Eventually you come to a point in life where the number of people you know—-them what breathes—-are equally balanced with the people you knew—-them what don’t. This happens to be a them what don’t post about a woman named Mickie.
If you’ve ever had the occasion to fill out an online profile designed for folks who hate filling out online profiles, you inevitably came across the incomplete statement, “The first thing people usually notice about me is”. With Mickie, it was her voice. Spoken, it was smooth enough to polish silver. Singing? It was cool and blue and crystalline and bright enough to transport you to better times, despite whatever kind of mood you were in.
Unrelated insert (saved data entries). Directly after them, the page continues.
/// 步骤动作
///
/// 同步动作按注册顺序直接修改内容；异步动作并发执行并返回内容补丁。
/// 全部成功后才提交结果，任一失败则内容保持不变。

use common::{ActionFailure, Result};
use futures::future::{join_all, BoxFuture};
use futures::FutureExt;
use std::future::Future;
use std::sync::Arc;

/// 向导共享的内容模型
pub type WizardContent = serde_json::Map<String, serde_json::Value>;

/// 异步动作返回的补丁，按键覆盖到内容上
pub type ContentPatch = serde_json::Map<String, serde_json::Value>;

pub type SyncActionFn = Arc<dyn Fn(&mut WizardContent) -> Result<()> + Send + Sync>;
pub type AsyncActionFn = Arc<dyn Fn(WizardContent) -> BoxFuture<'static, Result<ContentPatch>> + Send + Sync>;

#[derive(Clone)]
pub enum StepAction {
    Sync { name: String, run: SyncActionFn },
    Async { name: String, run: AsyncActionFn },
}

impl StepAction {
    pub fn sync<F>(name: impl Into<String>, f: F) -> Self
    where
        F: Fn(&mut WizardContent) -> Result<()> + Send + Sync + 'static,
    {
        StepAction::Sync {
            name: name.into(),
            run: Arc::new(f),
        }
    }

    pub fn asynchronous<F, Fut>(name: impl Into<String>, f: F) -> Self
    where
        F: Fn(WizardContent) -> Fut + Send + Sync + 'static,
        Fut: Future<Output = Result<ContentPatch>> + Send + 'static,
    {
        StepAction::Async {
            name: name.into(),
            run: Arc::new(move |content: WizardContent| f(content).boxed()),
        }
    }

    pub fn name(&self) -> &str {
        match self {
            StepAction::Sync { name, .. } | StepAction::Async { name, .. } => name,
        }
    }
}

impl std::fmt::Debug for StepAction {
    fn fmt(&self, f: &mut std::fmt::Formatter<'_>) -> std::fmt::Result {
        let kind = match self {
            StepAction::Sync { .. } => "Sync",
            StepAction::Async { .. } => "Async",
        };
        write!(f, "StepAction::{}({})", kind, self.name())
    }
}

pub fn apply_patch(content: &mut WizardContent, patch: ContentPatch) {
    for (key, value) in patch {
        content.insert(key, value);
    }
}

/// 在内容副本上执行一组动作
///
/// 返回提交后的新内容，或全部失败动作的列表
pub async fn run_actions(
    actions: &[StepAction],
    content: &WizardContent,
) -> std::result::Result<WizardContent, Vec<ActionFailure>> {
    let mut scratch = content.clone();
    let mut failures = Vec::new();
    let mut pending = Vec::new();

    for action in actions {
        match action {
            StepAction::Sync { name, run } => {
                if let Err(e) = run(&mut scratch) {
                    failures.push(ActionFailure {
                        action: name.clone(),
                        message: e.to_string(),
                    });
                }
            }
            StepAction::Async { name, run } => pending.push((name.clone(), run.clone())),
        }
    }

    // 异步动作看到的是同步动作执行后的内容
    let futures = pending.iter().map(|(_, run)| run(scratch.clone()));
    let results = join_all(futures).await;

    let mut patches = Vec::with_capacity(results.len());
    for ((name, _), result) in pending.iter().zip(results) {
        match result {
            Ok(patch) => patches.push(patch),
            Err(e) => failures.push(ActionFailure {
                action: name.clone(),
                message: e.to_string(),
            }),
        }
    }

    if !failures.is_empty() {
        return Err(failures);
    }

    for patch in patches {
        apply_patch(&mut scratch, patch);
    }
    Ok(scratch)
}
Her hope was to pursue a singing career, and every summer she would trudge down to Washington Square Park, guitar in tow, and sing to anyone who would listen to her. Even though she was an atheist, she hoped the god of dumb luck would smile down upon her and help her get discovered. And even though that never happened, it didn’t stop her from trying.
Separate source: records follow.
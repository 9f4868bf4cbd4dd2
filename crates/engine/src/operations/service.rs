/// 操作命令服务
///
/// 在聚合器与命令下发方之间协调中止/重试，等待命令期间不持有锁

use common::Result;
use std::sync::Arc;
use tokio::sync::RwLock;
use tracing::info;

use super::OperationAggregator;
use crate::source::CommandIssuer;

#[derive(Clone)]
pub struct OperationService {
    aggregator: Arc<RwLock<OperationAggregator>>,
    issuer: Arc<dyn CommandIssuer>,
}

impl OperationService {
    pub fn new(aggregator: Arc<RwLock<OperationAggregator>>, issuer: Arc<dyn CommandIssuer>) -> Self {
        Self { aggregator, issuer }
    }

    pub fn aggregator(&self) -> &Arc<RwLock<OperationAggregator>> {
        &self.aggregator
    }

    /// 中止操作
    pub async fn abort(&self, operation_id: i64) -> Result<()> {
        self.aggregator.write().await.begin_abort(operation_id)?;
        info!("🛑 请求中止操作: operation_id={}", operation_id);

        let outcome = self.issuer.abort(operation_id).await;

        self.aggregator
            .write()
            .await
            .complete_abort(operation_id, outcome)
    }

    /// 重试操作，保留树等下一次轮询再更新
    pub async fn retry(&self, operation_id: i64) -> Result<()> {
        self.aggregator.read().await.check_retryable(operation_id)?;
        info!("🔁 请求重试操作: operation_id={}", operation_id);
        self.issuer.retry(operation_id).await
    }
}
I have no pictures of her and only the vaguest of images linger in my mind of the petite woman, barely bigger than her guitar, who belted out folk tunes that resonated from Greenwich Village all the way up to Carnegie Hall.
But, singing aside, she wasn’t a well woman. She had her first psychotic break when she was eleven. Moody and tearful one moment and positively beaming the next. Then she began disappearing for days at a stretch, only to reappear battered with what appeared to be self-inflicted wounds and no memory of what happened or where she had been. But her condition isn’t the real reason for the post.
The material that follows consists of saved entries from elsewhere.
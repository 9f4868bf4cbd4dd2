/// 集群安装向导
///
/// 十个步骤，每步的加载/保存动作在存储与向导内容之间搬运对应的键

use common::utils::namespaced_key;
use common::Result;
use engine::wizard::{ContentPatch, WizardContent};
use engine::{PersistenceStore, StepAction, StepDefinition, WizardConfig, WizardStepController};
use std::sync::Arc;

/// 集群创建后的第一个步骤，回退到它之前会清除集群标记
pub const POINT_OF_NO_RETURN: &str = "step9";

/// 集群创建状态标记，与第一步保存的集群名称分开存放
pub const CLUSTER_STATUS_KEY: &str = "clusterStatus";

/// finish() 时清除的会话键
const SESSION_KEYS: &[&str] = &[
    "cluster",
    CLUSTER_STATUS_KEY,
    "service",
    "hosts",
    "allHostNames",
    "masterComponentHosts",
    "slaveComponentHosts",
    "slaveProperties",
    "sshKey",
    "installOptions",
    "clients",
    "serviceConfigProperties",
];

/// 从存储读出一个键放进内容
fn load_key(store: &Arc<dyn PersistenceStore>, namespace: &str, key: &'static str) -> StepAction {
    let store = store.clone();
    let storage_key = namespaced_key(namespace, key);
    StepAction::asynchronous(format!("load:{}", key), move |_content: WizardContent| {
        let store = store.clone();
        let storage_key = storage_key.clone();
        async move {
            let mut patch = ContentPatch::new();
            if let Some(value) = store.get(&storage_key).await? {
                patch.insert(key.to_string(), value);
            }
            Ok(patch)
        }
    })
}

/// 把内容中的一个键写回存储
fn save_key(store: &Arc<dyn PersistenceStore>, namespace: &str, key: &'static str) -> StepAction {
    let store = store.clone();
    let storage_key = namespaced_key(namespace, key);
    StepAction::asynchronous(format!("save:{}", key), move |content: WizardContent| {
        let store = store.clone();
        let storage_key = storage_key.clone();
        async move {
            if let Some(value) = content.get(key) {
                store.set(&storage_key, value.clone()).await?;
            }
            Ok(ContentPatch::new())
        }
    })
}

fn has_key(content: &WizardContent, key: &str) -> bool {
    content.get(key).map(|v| !v.is_null()).unwrap_or(false)
}

/// 构造安装向导
pub fn build_installer(namespace: &str, store: Arc<dyn PersistenceStore>) -> Result<WizardStepController> {
    let ns = namespace;
    let steps = vec![
        // 集群名称
        StepDefinition::new("step1")
            .on_load(load_key(&store, ns, "cluster"))
            .on_save(save_key(&store, ns, "cluster")),
        // 安装选项与主机列表
        StepDefinition::new("step2")
            .gated_by(|c| has_key(c, "cluster"))
            .on_load(load_key(&store, ns, "installOptions"))
            .on_save(save_key(&store, ns, "installOptions"))
            .on_save(save_key(&store, ns, "hosts")),
        // 主机确认
        StepDefinition::new("step3")
            .gated_by(|c| has_key(c, "installOptions"))
            .on_load(load_key(&store, ns, "hosts"))
            .on_save(save_key(&store, ns, "hosts")),
        // 选择服务
        StepDefinition::new("step4")
            .gated_by(|c| has_key(c, "hosts"))
            .on_load(load_key(&store, ns, "service"))
            .on_save(save_key(&store, ns, "service")),
        // 分配 Master
        StepDefinition::new("step5")
            .gated_by(|c| has_key(c, "service"))
            .on_load(load_key(&store, ns, "masterComponentHosts"))
            .on_load(load_key(&store, ns, "hosts"))
            .on_save(save_key(&store, ns, "masterComponentHosts")),
        // 分配 Slave 与客户端
        StepDefinition::new("step6")
            .gated_by(|c| has_key(c, "masterComponentHosts"))
            .on_load(load_key(&store, ns, "slaveComponentHosts"))
            .on_load(load_key(&store, ns, "clients"))
            .on_save(save_key(&store, ns, "slaveComponentHosts"))
            .on_save(save_key(&store, ns, "clients")),
        // 服务配置
        StepDefinition::new("step7")
            .gated_by(|c| has_key(c, "slaveComponentHosts"))
            .on_load(load_key(&store, ns, "serviceConfigProperties"))
            .on_load(load_key(&store, ns, "slaveProperties"))
            .on_save(save_key(&store, ns, "serviceConfigProperties"))
            .on_save(save_key(&store, ns, "slaveProperties")),
        // 检查并部署
        StepDefinition::new("step8").gated_by(|c| has_key(c, "serviceConfigProperties")),
        // 安装、启动与测试
        StepDefinition::new(POINT_OF_NO_RETURN),
        // 汇总
        StepDefinition::new("step10"),
    ];

    let mut config = WizardConfig::new(namespace);
    config.point_of_no_return = Some(POINT_OF_NO_RETURN.to_string());
    config.cluster_marker_key = CLUSTER_STATUS_KEY.to_string();
    config.session_keys = SESSION_KEYS.iter().map(|k| k.to_string()).collect();

    WizardStepController::new(config, steps, store)
}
Mickie was big on physical contact. She was always so overly affectionate and was one of those people that simply had to touch you if she was talking to you. I can’t lie, it used to bug me. I loved her like bacon, but I’m an elbow room kind of guy. I brought it up in conversation one day when she was super touchy-feely, and this was her reply:
“It’s skinship. I share it with you, you share it me, shit, we all share it with everybody we come in contact with. It’s an important part of communication. The kind we forget about because we’re all so wrapped up in words, which is stupid because I can touch you right now and convey more meaning than if I spoke to you for four days straight. My hand on yours binds us in a way that nothing else on this earth can.”
At the time we debated this for perhaps an hour or so and I walked away unconvinced that she has any special insight regarding the communication of touch.
Now I just realize what an idiot I was for not spending the time to try to understand what she was trying to tell me. And she was right, of course, because now I’m sitting here wishing I could touch. There are so many things I want to communicate to her.
Sally forth and be skinshippingly writeful.